→ Provided data
****

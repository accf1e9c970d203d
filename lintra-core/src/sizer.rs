//! Feedback-driven adaptive chunk sizing
//!
//! A pure control loop: latency observations are folded into an
//! exponentially smoothed estimate, and chunk size is adjusted only when
//! the estimate leaves a hysteresis band around the latency target. Every
//! adjustment starts a cooldown during which the size is frozen, so the
//! loop cannot oscillate on noisy feedback.
//!
//! The sizer is owned by exactly one sequential pipeline run and holds no
//! lock.

use crate::error::{CoreError, Result};
use std::time::Duration;

/// Queue utilization above which upward size adjustments are suppressed
const UTILIZATION_CEILING: f64 = 0.8;

/// Configuration for [`AdaptiveChunkSizer`]
#[derive(Debug, Clone)]
pub struct SizerConfig {
    /// Smallest chunk size in bytes
    pub min_size: usize,
    /// Largest chunk size in bytes
    pub max_size: usize,
    /// Latency target per chunk in milliseconds
    pub target_latency_ms: f64,
    /// Smoothing factor for the latency estimate, in (0, 1]
    pub alpha: f64,
    /// Half-width of the dead band around the target, as a fraction
    pub hysteresis: f64,
    /// Number of feedback calls the size is frozen after an adjustment
    pub cooldown_chunks: u32,
    /// Relative size change per adjustment, as a fraction
    pub step_pct: f64,
}

impl Default for SizerConfig {
    fn default() -> Self {
        Self {
            min_size: 4 * 1024,
            max_size: 256 * 1024,
            target_latency_ms: 600.0,
            alpha: 0.3,
            hysteresis: 0.2,
            cooldown_chunks: 3,
            step_pct: 0.25,
        }
    }
}

impl SizerConfig {
    /// Validate all parameters
    pub fn validate(&self) -> Result<()> {
        if self.min_size == 0 {
            return Err(CoreError::InvalidConfig {
                reason: "min_size must be greater than 0".to_string(),
            });
        }
        if self.max_size < self.min_size {
            return Err(CoreError::InvalidConfig {
                reason: "max_size must be at least min_size".to_string(),
            });
        }
        if self.target_latency_ms <= 0.0 {
            return Err(CoreError::InvalidConfig {
                reason: "target_latency_ms must be positive".to_string(),
            });
        }
        if !(self.alpha > 0.0 && self.alpha <= 1.0) {
            return Err(CoreError::InvalidConfig {
                reason: "alpha must be in (0, 1]".to_string(),
            });
        }
        if self.hysteresis < 0.0 {
            return Err(CoreError::InvalidConfig {
                reason: "hysteresis must not be negative".to_string(),
            });
        }
        if self.step_pct <= 0.0 {
            return Err(CoreError::InvalidConfig {
                reason: "step_pct must be positive".to_string(),
            });
        }
        Ok(())
    }
}

/// Adaptive chunk size controller
#[derive(Debug)]
pub struct AdaptiveChunkSizer {
    config: SizerConfig,
    current_size: Option<usize>,
    cooldown_remaining: u32,
    smoothed_latency_ms: Option<f64>,
    queue_utilization: f64,
    throughput_bytes_per_sec: Option<f64>,
}

impl AdaptiveChunkSizer {
    /// Create a sizer, rejecting invalid configurations
    pub fn new(config: SizerConfig) -> Result<Self> {
        config.validate()?;
        Ok(Self {
            config,
            current_size: None,
            cooldown_remaining: 0,
            smoothed_latency_ms: None,
            queue_utilization: 0.0,
            throughput_bytes_per_sec: None,
        })
    }

    /// Fold one chunk's observations into the controller state
    ///
    /// `queue_utilization` is clamped into [0, 1]; `model_throughput` is an
    /// optional bytes-per-second ceiling observed at the backend.
    pub fn update_feedback(
        &mut self,
        _last_chunk_size: usize,
        observed_latency: Duration,
        queue_utilization: f64,
        model_throughput: Option<f64>,
    ) {
        let observed_ms = observed_latency.as_secs_f64() * 1000.0;
        self.smoothed_latency_ms = Some(match self.smoothed_latency_ms {
            Some(previous) => self.config.alpha * observed_ms + (1.0 - self.config.alpha) * previous,
            None => observed_ms,
        });
        self.queue_utilization = queue_utilization.clamp(0.0, 1.0);
        if model_throughput.is_some() {
            self.throughput_bytes_per_sec = model_throughput;
        }
        self.cooldown_remaining = self.cooldown_remaining.saturating_sub(1);
    }

    /// Recommend the size for the next chunk
    ///
    /// Holds the current size during cooldown or before the first latency
    /// sample; otherwise steps the size when the smoothed latency leaves
    /// the hysteresis band. The result is always within `[min, max]`.
    pub fn get_next_size(&mut self, default: usize) -> usize {
        let current = match self.current_size {
            Some(size) => size,
            None => {
                let clamped = default.clamp(self.config.min_size, self.config.max_size);
                self.current_size = Some(clamped);
                return clamped;
            }
        };

        if self.cooldown_remaining > 0 {
            return current;
        }
        let Some(smoothed) = self.smoothed_latency_ms else {
            return current;
        };

        let target = self.config.target_latency_ms;
        let upper = target * (1.0 + self.config.hysteresis);
        let lower = target * (1.0 - self.config.hysteresis);

        let mut candidate = if smoothed > upper {
            current as f64 * (1.0 - self.config.step_pct)
        } else if smoothed < lower && self.queue_utilization < UTILIZATION_CEILING {
            current as f64 * (1.0 + self.config.step_pct)
        } else {
            return current;
        };

        if let Some(throughput) = self.throughput_bytes_per_sec {
            candidate = candidate.min(throughput * target / 1000.0);
        }

        let next = (candidate.round() as usize).clamp(self.config.min_size, self.config.max_size);
        if next != current {
            self.current_size = Some(next);
            self.cooldown_remaining = self.config.cooldown_chunks;
            tracing::debug!(
                from = current,
                to = next,
                smoothed_ms = smoothed,
                "chunk size adjusted"
            );
        }
        next
    }

    /// Current size, once initialized
    pub fn current_size(&self) -> Option<usize> {
        self.current_size
    }

    /// Smoothed latency estimate in milliseconds, once a sample exists
    pub fn smoothed_latency_ms(&self) -> Option<f64> {
        self.smoothed_latency_ms
    }

    /// Remaining cooldown feedback calls
    pub fn cooldown_remaining(&self) -> u32 {
        self.cooldown_remaining
    }
}

#[cfg(test)]
mod tests {
    use super::*;

    fn sizer(cooldown: u32) -> AdaptiveChunkSizer {
        AdaptiveChunkSizer::new(SizerConfig {
            min_size: 1_000,
            max_size: 100_000,
            target_latency_ms: 600.0,
            alpha: 1.0, // no smoothing lag in tests
            hysteresis: 0.2,
            cooldown_chunks: cooldown,
            step_pct: 0.25,
        })
        .unwrap()
    }

    #[test]
    fn test_rejects_invalid_config() {
        for config in [
            SizerConfig {
                min_size: 0,
                ..Default::default()
            },
            SizerConfig {
                max_size: 1,
                min_size: 2,
                ..Default::default()
            },
            SizerConfig {
                target_latency_ms: 0.0,
                ..Default::default()
            },
            SizerConfig {
                alpha: 1.5,
                ..Default::default()
            },
            SizerConfig {
                alpha: 0.0,
                ..Default::default()
            },
            SizerConfig {
                hysteresis: -0.1,
                ..Default::default()
            },
            SizerConfig {
                step_pct: 0.0,
                ..Default::default()
            },
        ] {
            assert!(AdaptiveChunkSizer::new(config).is_err());
        }
    }

    #[test]
    fn test_first_call_clamps_default() {
        let mut sizer = sizer(3);
        assert_eq!(sizer.get_next_size(500), 1_000);
        assert_eq!(sizer.current_size(), Some(1_000));

        let mut sizer = AdaptiveChunkSizer::new(SizerConfig::default()).unwrap();
        assert_eq!(sizer.get_next_size(10 * 1024 * 1024), SizerConfig::default().max_size);
    }

    #[test]
    fn test_holds_without_latency_sample() {
        let mut sizer = sizer(3);
        let size = sizer.get_next_size(10_000);
        assert_eq!(sizer.get_next_size(10_000), size);
    }

    #[test]
    fn test_high_latency_shrinks_within_band_holds() {
        let mut sizer = sizer(0);
        let initial = sizer.get_next_size(10_000);

        // Inside the [480, 720] band: no action
        sizer.update_feedback(initial, Duration::from_millis(650), 0.1, None);
        assert_eq!(sizer.get_next_size(10_000), initial);

        // Above the band: shrink by step_pct
        sizer.update_feedback(initial, Duration::from_millis(900), 0.1, None);
        assert_eq!(sizer.get_next_size(10_000), 7_500);
    }

    #[test]
    fn test_low_latency_grows_unless_queue_busy() {
        let mut sizer = sizer(0);
        let initial = sizer.get_next_size(10_000);

        // Below the band but queue saturated: hold
        sizer.update_feedback(initial, Duration::from_millis(100), 0.95, None);
        assert_eq!(sizer.get_next_size(10_000), initial);

        // Below the band with an idle queue: grow
        sizer.update_feedback(initial, Duration::from_millis(100), 0.1, None);
        assert_eq!(sizer.get_next_size(10_000), 12_500);
    }

    #[test]
    fn test_cooldown_freezes_size_after_adjustment() {
        let mut sizer = sizer(3);
        let initial = sizer.get_next_size(10_000);

        sizer.update_feedback(initial, Duration::from_millis(900), 0.1, None);
        let shrunk = sizer.get_next_size(10_000);
        assert_eq!(shrunk, 7_500);
        assert_eq!(sizer.cooldown_remaining(), 3);

        // While the cooldown drains, high latency must not trigger another step
        sizer.update_feedback(shrunk, Duration::from_millis(900), 0.1, None);
        assert_eq!(sizer.get_next_size(10_000), shrunk);
        sizer.update_feedback(shrunk, Duration::from_millis(900), 0.1, None);
        assert_eq!(sizer.get_next_size(10_000), shrunk);

        // Cooldown exhausted: the controller may act again
        sizer.update_feedback(shrunk, Duration::from_millis(900), 0.1, None);
        assert_eq!(sizer.get_next_size(10_000), 5_625);
    }

    #[test]
    fn test_throughput_ceiling_caps_growth() {
        let mut sizer = sizer(0);
        let initial = sizer.get_next_size(10_000);

        // Ceiling: 18_000 bytes/s at a 600ms target allows 10_800 bytes
        sizer.update_feedback(initial, Duration::from_millis(100), 0.1, Some(18_000.0));
        assert_eq!(sizer.get_next_size(10_000), 10_800);
    }

    #[test]
    fn test_output_always_within_bounds() {
        let mut sizer = sizer(0);
        let mut size = sizer.get_next_size(99_000);
        for _ in 0..50 {
            sizer.update_feedback(size, Duration::from_millis(50), 0.0, None);
            size = sizer.get_next_size(99_000);
            assert!(size <= 100_000);
        }
        assert_eq!(size, 100_000);

        for _ in 0..80 {
            sizer.update_feedback(size, Duration::from_millis(5_000), 0.0, None);
            size = sizer.get_next_size(99_000);
            assert!(size >= 1_000);
        }
        assert_eq!(size, 1_000);
    }
}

****

→ To do
Above are the records. How many of their lines hold "fraction"? Answer with the number alone.

→ Exercise result
2